Maximilien, 16 ans, est inspiré. Il vient de mettre 10 mn pour réaliser un strip BD illustrant une discrimination. «Ca me parle. On en constate de plus en plus au niveau scolaire». Avec d’autres élèves de CAP (maçonnnerie, carrelage ou structures métalliques) du lycée Lumière de Luxeuil (site Beauregard), il participe à la première de ses 3 sessions de sensibilisation aux discriminations. Une action orchestrée par le réseau Information jeunesse de Haute-Saône à laquelle participent 24 établissements du département, mais aussi de Belfort et de Besançon. Environ 400 jeunes concernés, de l’école primaire au lycée.
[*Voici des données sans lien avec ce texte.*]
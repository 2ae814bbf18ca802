//! Differentiable multiscale magnitude spectrogram.
//!
//! The windowed DFT of every frame is a strided 1-D convolution of the padded
//! signal with the cosine and sine rows of [`StftBasis`], so gradients flow
//! through the ordinary convolution backward pass.

use crate::convert::tensor_from_vec;
use crate::error::Result;
use burn::prelude::*;
use burn::tensor::module::conv1d;
use burn::tensor::ops::ConvOptions;
use timbre_analysis::{StftBasis, LOG_EPSILON};
use timbre_core::Scale;

/// Added to the squared magnitude so the square root stays differentiable.
const POWER_FLOOR: f32 = 1e-12;

/// `ln(x + ε)` elementwise.
pub fn safe_log<B: Backend, const D: usize>(x: Tensor<B, D>) -> Tensor<B, D> {
    x.add_scalar(LOG_EPSILON).log()
}

/// Convolution kernel computing the spectrum of one scale.
#[derive(Debug, Clone)]
pub struct StftKernel<B: Backend> {
    scale: Scale,
    /// `[2 × bins, 1, window]`: real rows then imaginary rows
    weight: Tensor<B, 3>,
}

impl<B: Backend> StftKernel<B> {
    pub fn new(scale: Scale, device: &B::Device) -> Result<Self> {
        scale.validate()?;
        let basis = StftBasis::new(scale);
        let mut rows = basis.re;
        rows.extend_from_slice(&basis.im);
        let weight = tensor_from_vec(rows, [2 * basis.bins, 1, basis.window], device);
        Ok(Self { scale, weight })
    }

    /// Magnitudes of a `[batch, time]` signal as `[batch, bins, frames]`.
    pub fn magnitude(&self, signal: Tensor<B, 2>) -> Result<Tensor<B, 3>> {
        let [batch, time] = signal.dims();
        self.scale.check_signal(time)?;

        let device = signal.device();
        let pad = self.scale.pad();
        let bins = self.scale.bins();
        // Trailing padding no frame covers is dropped before the convolution
        let used = (self.scale.frames(time) - 1) * self.scale.hop() + self.scale.window;
        let padded = Tensor::cat(
            vec![
                Tensor::zeros([batch, pad], &device),
                signal,
                Tensor::zeros([batch, pad], &device),
            ],
            1,
        )
        .narrow(1, 0, used);

        let spectrum = conv1d(
            padded.reshape([batch, 1, used]),
            self.weight.clone(),
            None,
            ConvOptions::new([self.scale.hop()], [0], [1], 1),
        );

        let re = spectrum.clone().narrow(1, 0, bins);
        let im = spectrum.narrow(1, bins, bins);
        Ok((re.clone() * re + im.clone() * im)
            .add_scalar(POWER_FLOOR)
            .sqrt())
    }
}

/// One kernel per configured scale.
#[derive(Debug, Clone)]
pub struct MultiscaleStft<B: Backend> {
    kernels: Vec<StftKernel<B>>,
}

impl<B: Backend> MultiscaleStft<B> {
    pub fn new(scales: &[Scale], device: &B::Device) -> Result<Self> {
        if scales.is_empty() {
            return Err(timbre_core::Error::InvalidScaleConfiguration(
                "at least one spectral scale is required".into(),
            )
            .into());
        }
        let kernels = scales
            .iter()
            .map(|&scale| StftKernel::new(scale, device))
            .collect::<Result<Vec<_>>>()?;
        tracing::debug!("Built {} STFT kernels", kernels.len());
        Ok(Self { kernels })
    }

    /// Spectrograms of `signal`, one per scale, recomputed on every call.
    pub fn forward(&self, signal: Tensor<B, 2>) -> Result<Vec<Tensor<B, 3>>> {
        self.kernels
            .iter()
            .map(|kernel| kernel.magnitude(signal.clone()))
            .collect()
    }
}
Leurs travaux seront restitués lors d’un temps fort final en mai prochain à Ronchamp. Pour aborder plus facilement le sujet, le réseau IJ a choisi de travailler autour de la BD avec l’aide de l’auteur François Roussel. «C’est plus marrant et sympa de le faire en BD. Ca change un peu» dit Maximilien.
«Réfléchissez d’abord à une idée, une situation conseille le dessinateur aux élèves. L’important est d’écrire une histoire en essayant d’être original. Je préfère un dessin mal fait qui dit quelque chose que l’inverse». La séance a été précédée d’une heure de discussion à bâtons rompus. «Il y a eu des échanges étonnants. Certains ont des opinions très tranchées, par exemple sur l’homosexualité. Mais c’est de l’ordre de «j’aime/j’aime pas» ou «c’est comme ça». L’idée est d’abord d’essayer de les faire réfléchir. Et quand j’entends certains propos, je pense qu’il faudrait aussi organiser des ateliers pour les parents». François Roussel ajoute : «mon public préféré, c’est les sixièmes. Ils sont encore innocents dans le bons sens du terme. Dès la 5e, ça change».
Réactions suprenantes
Pour cette première, les 3 professeurs encadrants trouvent leurs élèves étonnamment calmes et impliqués. «Ce n’est pas toujours comme ça !» assure Frédérique Eme-Rabolt, prof d’histoire. «On peut être surpris par certaines réactions. Les élèves se disent tolérants, mais on voit vite qu’ils ne le sont pas. Des projets comme celui-ci les aident à mûrir. Ce n’est jamais inutile».
L’an dernier, le lycée professionnel avait déjà participé à cette action, par le biais de courts métrages. Edouard Steegmann, prof d’arts appliqués, estime lui aussi l'initiative importante. Il passe notamment par un rappel de la loi. «Beaucoup d’élèves ne savent pas ce qu’est une discrimination ou discriminent à longueur de journée sans s’en rendre compte. Certains n’ont pas forcément accès à la culture ou à l’information chez eux. Nous voulons les ouvrir sur la diversité et la différence, qui peuvent être un enrichissement».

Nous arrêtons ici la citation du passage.